The first red autumnal leaves have started to appear in our garden. The oak trees that overlook the railway cutting are just starting to change, one leaf at a time turning to vivid red. And every now and again, the air has that slight chill, a crispy twang to remind you that something colder, and darker, is just around the corner. (We’ll ignore the part where the UK had the hottest September ever).
Chris and I have fallen under the spell of Alastair Humphreys, the writer and proponent of ‘microadventures’. Eighteen months have passed since our three month wander around the world, and we’ve got more than just a tickle in the toes. We’re both stagnating a bit under weight of the daily cycle of alarms and commuting and office hours, and need to find ways to shake up the system a bit. So the idea of small adventures, little incursions into the outdoors to try new things, was like a tonic to the imagination. Something as simple as a candlelit supper in the garden, wrapped in blankets with the embers of the barbeque to see by. A world away from another meal on the sofa in front of Poldark.

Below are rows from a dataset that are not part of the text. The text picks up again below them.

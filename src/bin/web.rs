//! Hive Web 网关
//!
//! 启动: cargo run --bin hive-web --features web
//! 接口：
//! - POST /apps/:session_id/agent/generate        发起运行，返回 SSE 流
//! - GET  /apps/:session_id/agent/stream-continue 断线续传（?since_timestamp=）
//! - POST /apps/:session_id/agent/stop            请求停止并等待运行退出
//! - GET  /apps/:session_id/agent/history         历史消息

#![cfg(feature = "web")]

use std::convert::Infallible;
use std::sync::Arc;
use std::time::Duration;

use anyhow::Context;
use axum::{
    extract::{Path, Query, State},
    http::StatusCode,
    response::{
        sse::{Event, KeepAlive, Sse},
        IntoResponse, Response,
    },
    routing::{get, post},
    Json, Router,
};
use futures_util::{Stream, StreamExt};
use serde::Deserialize;

use hive::config::load_config;
use hive::core::{HiveError, InMemorySignalStore, ShutdownManager};
use hive::gateway::{DeliveryStream, SseFrame, TeamService};
use hive::llm::MockLlmClient;
use hive::model::Timestamp;
use hive::store::{retention_cutoff, EventStore, MessagePage, SqliteStore};
use hive::team::{LlmClassifier, MockAgentExecutor};

/// 过期事件清理间隔
const PURGE_INTERVAL: Duration = Duration::from_secs(3600);
const MAX_HISTORY_LIMIT: usize = 1000;

struct AppState {
    service: TeamService,
}

#[derive(Debug, Deserialize)]
struct GenerateRequest {
    prompt: String,
    #[serde(default)]
    framework: Option<String>,
}

#[derive(Debug, Deserialize)]
struct ContinueQuery {
    since_timestamp: Option<f64>,
}

#[derive(Debug, Deserialize)]
struct HistoryQuery {
    #[serde(default = "default_history_limit")]
    limit: usize,
    /// 分页锚点消息 ID
    last_message_id: Option<String>,
    /// "before"（默认，锚点之前）或 "from"（从锚点起）
    direction: Option<String>,
}

fn default_history_limit() -> usize {
    100
}

fn to_sse(stream: DeliveryStream) -> Sse<impl Stream<Item = Result<Event, Infallible>>> {
    let events = stream.map(|frame: SseFrame| {
        Ok(Event::default()
            .event(frame.category.as_str())
            .id(frame.id)
            .data(frame.data.to_string()))
    });
    Sse::new(events).keep_alive(
        KeepAlive::new()
            .interval(Duration::from_secs(15))
            .text("keepalive"),
    )
}

fn error_response(e: HiveError) -> Response {
    let status = match &e {
        HiveError::AlreadyRunning(_) => StatusCode::CONFLICT,
        _ => StatusCode::INTERNAL_SERVER_ERROR,
    };
    (status, Json(serde_json::json!({ "error": e.to_string(), "error_type": e.error_type() }))).into_response()
}

/// POST /apps/:session_id/agent/generate
async fn generate(
    State(state): State<Arc<AppState>>,
    Path(session_id): Path<String>,
    Json(req): Json<GenerateRequest>,
) -> Response {
    if req.prompt.trim().is_empty() {
        return (StatusCode::BAD_REQUEST, "prompt is required").into_response();
    }
    match state
        .service
        .generate(&session_id, &req.prompt, req.framework.as_deref())
        .await
    {
        Ok(run) => to_sse(run.stream).into_response(),
        Err(e) => error_response(e),
    }
}

/// GET /apps/:session_id/agent/stream-continue
async fn stream_continue(
    State(state): State<Arc<AppState>>,
    Path(session_id): Path<String>,
    Query(q): Query<ContinueQuery>,
) -> Response {
    let since = q.since_timestamp.map(Timestamp::from_secs_f64);
    to_sse(state.service.resume(&session_id, since)).into_response()
}

/// POST /apps/:session_id/agent/stop
async fn stop(State(state): State<Arc<AppState>>, Path(session_id): Path<String>) -> Response {
    match state.service.stop(&session_id).await {
        Ok(exited) => Json(serde_json::json!({ "success": true, "exited": exited })).into_response(),
        Err(e) => error_response(e),
    }
}

/// GET /apps/:session_id/agent/history
async fn history(
    State(state): State<Arc<AppState>>,
    Path(session_id): Path<String>,
    Query(q): Query<HistoryQuery>,
) -> Response {
    if q.limit == 0 || q.limit > MAX_HISTORY_LIMIT {
        return (StatusCode::BAD_REQUEST, "limit must be between 1 and 1000").into_response();
    }
    let page = match (q.last_message_id, q.direction.as_deref()) {
        (None, _) => MessagePage::Recent,
        (Some(id), Some("from")) => MessagePage::From(id),
        (Some(id), _) => MessagePage::Before(id),
    };
    match state.service.history(&session_id, &page, q.limit).await {
        Ok(messages) => Json(serde_json::json!({ "messages": messages })).into_response(),
        Err(e) => error_response(e),
    }
}

#[tokio::main]
async fn main() -> anyhow::Result<()> {
    hive::observability::init();

    let cfg = load_config(None).context("Failed to load config")?;
    let db_path = cfg.app.db_path();
    if let Some(dir) = db_path.parent() {
        std::fs::create_dir_all(dir).ok();
    }
    let store = Arc::new(SqliteStore::new(&db_path).await.context("Failed to open store")?);
    tracing::info!(db = %db_path.display(), "store opened");

    // 真实部署中执行器与意图模型由外部接入；此处以 Mock 跑通完整链路
    let service = TeamService::new(
        store.clone(),
        Arc::new(MockAgentExecutor::new()),
        Arc::new(InMemorySignalStore::new()),
        cfg.clone(),
    )
    .with_classifier(Arc::new(LlmClassifier::new(Arc::new(MockLlmClient::default()))));
    let state = Arc::new(AppState { service });

    let shutdown = Arc::new(ShutdownManager::new());
    shutdown.install_signal_handlers();

    let purge_token = shutdown.token();
    tokio::spawn(async move {
        let mut tick = tokio::time::interval(PURGE_INTERVAL);
        loop {
            tokio::select! {
                _ = purge_token.cancelled() => break,
                _ = tick.tick() => match store.purge_events_before(retention_cutoff()).await {
                    Ok(n) if n > 0 => tracing::info!(purged = n, "expired events purged"),
                    Ok(_) => {}
                    Err(e) => tracing::warn!(error = %e, "event purge failed"),
                },
            }
        }
    });

    let app = Router::new()
        .route("/apps/:session_id/agent/generate", post(generate))
        .route("/apps/:session_id/agent/stream-continue", get(stream_continue))
        .route("/apps/:session_id/agent/stop", post(stop))
        .route("/apps/:session_id/agent/history", get(history))
        .with_state(state);

    let addr = format!("0.0.0.0:{}", cfg.web.port);
    let listener = tokio::net::TcpListener::bind(&addr)
        .await
        .with_context(|| format!("Failed to bind {}", addr))?;
    tracing::info!(addr = %addr, "hive web gateway listening");

    let token = shutdown.token();
    axum::serve(listener, app)
        .with_graceful_shutdown(async move { token.cancelled().await })
        .await
        .context("Server error")?;
    Ok(())
}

Chris is already working on our next microadventure and buying a tent… watch this space!
Complete a sweater
OK, so we know that I have a problem with commitment when it comes to sweaters. So if I can complete even one before winter kicks in, I’ll be doing well. Luckily, the hard part of this Quarterback sweater from Wool and the Gang – that delicious scooped back detail – is done. Just the sleeves and the front to go.
Go to the seaside
My parents always used to go away on holiday in the October half term while we were at school. They would book a cottage in Pembrokeshire, and for one glorious week we would live in wetsuits, with salty hair and sandy feet. Long walks over the cliffs would finish with a roaring log fire, a glass of wine, board games, and ghost stories. Sure, the wind is cold and the days are short, but that’s sort of the point. We made the most of the precious daylight, and even more precious sunshine, roaming about the coastline and racing into the surf. And made the most of the dark stormy evenings with warmth and comfort and good food.
For the first time in a while, we have a little October seaside adventure planned, and already I’m dreaming of donning my beloved wetsuit, getting cold through in the surf, poking into every rock pool I can find, and braving the elements to watch for seals in the Irish Channel. Actually, while I think of it, no autumnal holiday would be complete without…
There is a Victoria plum tree in our garden, doubled over under the weight of its own fruit. Every evening when I get in from work, I’ve taken to wandering down to have a look at those plums, giving each a tentative tug to check for ripeness. Ripe plums and apples from the garden, combined with blackberries, running rampant over the hedge from the railway cutting, can mean only one thing: crumble. Apple crumble was my favourite pudding as a child, and as an adult it is still my favourite for experimentation, with different fruits, different sugars, and different spices. Cardamom, or maybe a touch of ginger, piping hot from the oven, served with a splodge of plain yogurt.
Light a few candles, slip into your best jim jams, grab a spoon, and put a good film on. This is winning.
The joy of socks
Apologies to anyone who doesn’t like feet. At least I had the courtesy to cover mine up in a delicious pair of socks.
Is there anything better than a really cosy pair of socks on a chilly autumn day? If you’re anything like me, then cold feet are a daily feature of life in the northern hemisphere, and a good pair of socks is tantamount to a religious experience. Technical and hardy, tucked into sturdy boots for a long walk in the twilight, or soft alpaca bed socks worn with thermal pyjamas. A good pair of socks is the stuff that dreams are made of.
What plans do you have for the autumn?